The maximum duration is 77 seconds and the minimum is 0.078 seconds. the .value_counts will count just the numbers that are exaclty the same, we used .value_coutns for the list of strings to count how many times each string is present in the list. For the histogram it doesn't make sense to use .value_count()

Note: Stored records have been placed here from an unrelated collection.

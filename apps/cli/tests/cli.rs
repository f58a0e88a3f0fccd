//! End-to-end tests for the `quasar` binary.

use assert_cmd::Command;
use predicates::prelude::*;

const KEY_ENV: &str = "QUASAR_MASTER_KEY";

fn quasar() -> Command {
    let mut cmd = Command::cargo_bin("quasar").expect("binary builds");
    cmd.env_remove(KEY_ENV);
    cmd
}

/// Run `generate-key` and return the base64 key from stdout.
fn generate_key() -> String {
    let output = quasar().arg("generate-key").output().expect("runs");
    assert!(output.status.success());
    String::from_utf8(output.stdout)
        .expect("utf8")
        .lines()
        .next()
        .expect("key line")
        .to_string()
}

#[test]
fn generate_key_prints_key_and_fingerprint() {
    quasar()
        .arg("generate-key")
        .assert()
        .success()
        .stdout(predicate::str::contains("fingerprint:"));

    // 32 raw bytes render as 44 base64 characters.
    let key = generate_key();
    assert_eq!(key.len(), 44);
}

#[test]
fn missing_key_fails_before_touching_the_filesystem() {
    let dir = tempfile::tempdir().unwrap();
    let source = dir.path().join("config.env");
    std::fs::write(&source, "A=1\n").unwrap();

    quasar()
        .arg("encrypt")
        .arg(&source)
        .assert()
        .failure()
        .stderr(predicate::str::contains(KEY_ENV));

    // Nothing was written.
    assert!(!dir.path().join("config.env.encrypted").exists());
}

#[test]
fn malformed_key_is_rejected() {
    let dir = tempfile::tempdir().unwrap();
    let source = dir.path().join("config.env");
    std::fs::write(&source, "A=1\n").unwrap();

    quasar()
        .arg("encrypt")
        .arg(&source)
        .env(KEY_ENV, "definitely-not-base64!")
        .assert()
        .failure()
        .stderr(predicate::str::contains("Invalid key format"));
}

#[test]
fn encrypt_then_decrypt_roundtrip() {
    let dir = tempfile::tempdir().unwrap();
    let source = dir.path().join("config.env");
    std::fs::write(&source, "DB_HOST=localhost\nDB_PASSWORD=hunter2\n").unwrap();

    let key = generate_key();

    quasar()
        .arg("encrypt")
        .arg(&source)
        .env(KEY_ENV, &key)
        .assert()
        .success()
        .stdout(predicate::str::contains("config.env.encrypted"));

    let encrypted = dir.path().join("config.env.encrypted");
    assert!(encrypted.exists());

    let restored = dir.path().join("restored.env");
    quasar()
        .arg("decrypt")
        .arg(&encrypted)
        .arg("--output")
        .arg(&restored)
        .env(KEY_ENV, &key)
        .assert()
        .success();

    assert_eq!(
        std::fs::read_to_string(&restored).unwrap(),
        "DB_HOST=localhost\nDB_PASSWORD=hunter2\n"
    );
}

#[test]
fn existing_output_needs_force() {
    let dir = tempfile::tempdir().unwrap();
    let source = dir.path().join("config.env");
    std::fs::write(&source, "A=1\n").unwrap();
    std::fs::write(dir.path().join("config.env.encrypted"), "occupied").unwrap();

    let key = generate_key();

    quasar()
        .arg("encrypt")
        .arg(&source)
        .env(KEY_ENV, &key)
        .assert()
        .failure()
        .stderr(predicate::str::contains("Refusing to overwrite"));

    quasar()
        .arg("encrypt")
        .arg(&source)
        .arg("--force")
        .env(KEY_ENV, &key)
        .assert()
        .success();
}

#[test]
fn rotate_reencrypts_and_reports() {
    let dir = tempfile::tempdir().unwrap();
    let source = dir.path().join("config.env");
    std::fs::write(&source, "A=1\nB=2\n").unwrap();

    let old_key = generate_key();

    quasar()
        .arg("encrypt")
        .arg(&source)
        .env(KEY_ENV, &old_key)
        .assert()
        .success();

    let encrypted = dir.path().join("config.env.encrypted");
    let output = quasar()
        .arg("rotate")
        .arg(&encrypted)
        .arg("--reason")
        .arg("test rotation")
        .env(KEY_ENV, &old_key)
        .output()
        .expect("runs");
    assert!(output.status.success());

    let stdout = String::from_utf8(output.stdout).unwrap();
    assert!(stdout.contains("rotation completed"));
    assert!(stdout.contains("next rotation due"));

    // The printed new key can decrypt the rotated artifact; the old no
    // longer can.
    let new_key = stdout.lines().rev().find(|l| !l.is_empty()).unwrap();
    let restored = dir.path().join("after-rotation.env");

    quasar()
        .arg("decrypt")
        .arg(&encrypted)
        .arg("--output")
        .arg(&restored)
        .env(KEY_ENV, &old_key)
        .assert()
        .failure()
        .stderr(predicate::str::contains("Decryption failed"));

    quasar()
        .arg("decrypt")
        .arg(&encrypted)
        .arg("--output")
        .arg(&restored)
        .env(KEY_ENV, new_key)
        .assert()
        .success();
    assert_eq!(std::fs::read_to_string(&restored).unwrap(), "A=1\nB=2\n");

    // A timestamped backup still opens under the old key.
    let backup = std::fs::read_dir(dir.path())
        .unwrap()
        .filter_map(|e| e.ok())
        .find(|e| e.file_name().to_string_lossy().contains(".backup-"))
        .expect("backup exists");
    let backup_plain = dir.path().join("backup.env");
    quasar()
        .arg("decrypt")
        .arg(backup.path())
        .arg("--output")
        .arg(&backup_plain)
        .env(KEY_ENV, &old_key)
        .assert()
        .success();
    assert_eq!(std::fs::read_to_string(&backup_plain).unwrap(), "A=1\nB=2\n");

    // Status over the history file written next to the artifact.
    quasar()
        .arg("status")
        .arg("--history")
        .arg(dir.path().join("rotation_history.jsonl"))
        .assert()
        .success()
        .stdout(predicate::str::contains("1 completed"))
        .stdout(predicate::str::contains("not overdue"));
}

Now we now, that most of the durations are lower than 22 seconds, so if we want we can zoom in and plot just the bins until 20 seconds but we must have in mind that there are audio files with the duration bigger than 20 seconds. Can you find out how many audio files have the duration higher than 20 seconds?

In [None]:
import numpy as np
import matplotlib.pyplot as plt
import math
df_durations = pd.Series(durations)
w = 1
n = math.ceil((df_durations.max() - df_durations.min())/w)
plt.figure(figsize=(10,8))
df_durations.hist(grid=True, bins=np.arange(0,20,1), rwidth=0.8,
                   color='#607c8e', histtype='bar', ec='black')
plt.xticks(np.arange(0,20,1), rotation=90);

In [None]:
We see that the great majority of audio files has a duration of less than 1 second.

In [None]:
df_durations.le(1).value_counts()
# We see that 7339 audio files have the duration smaller than 1 second, and 6342 have duration higher than 6342

In [None]:
(df_durations >= 20)

In [None]:
(df_durations >= 20).value_counts()
# here we see that only 60 audio files have the duration higher than 20 seconds.

In [None]:
df_durations[df_durations >= 20]
# There are many ways to do the same kind of thing in Python, here are the files that have the duration higher than 20 seconds.

In [None]:
import numpy as np
my_array=np.array([0,1,2,3,4])
my_filename='my_filename'

# Saving an array:
with open(my_filename+'.npy', 'wb') as f:
  np.save(f, my_array)

In [None]:
# Loading the saved array
with open('my_filename.npy', 'rb') as f:
  my_loaded_array = np.load(f)

In [None]:
print(my_loaded_array)

In [None]:
# the file my_filename.npy was save in the working directory
!ls -l 

In [None]:
# We can see that the file my_filename.npy was saved and has 160 bytes

In [None]:
!ls  ./all-samples/all-samples/bassoon/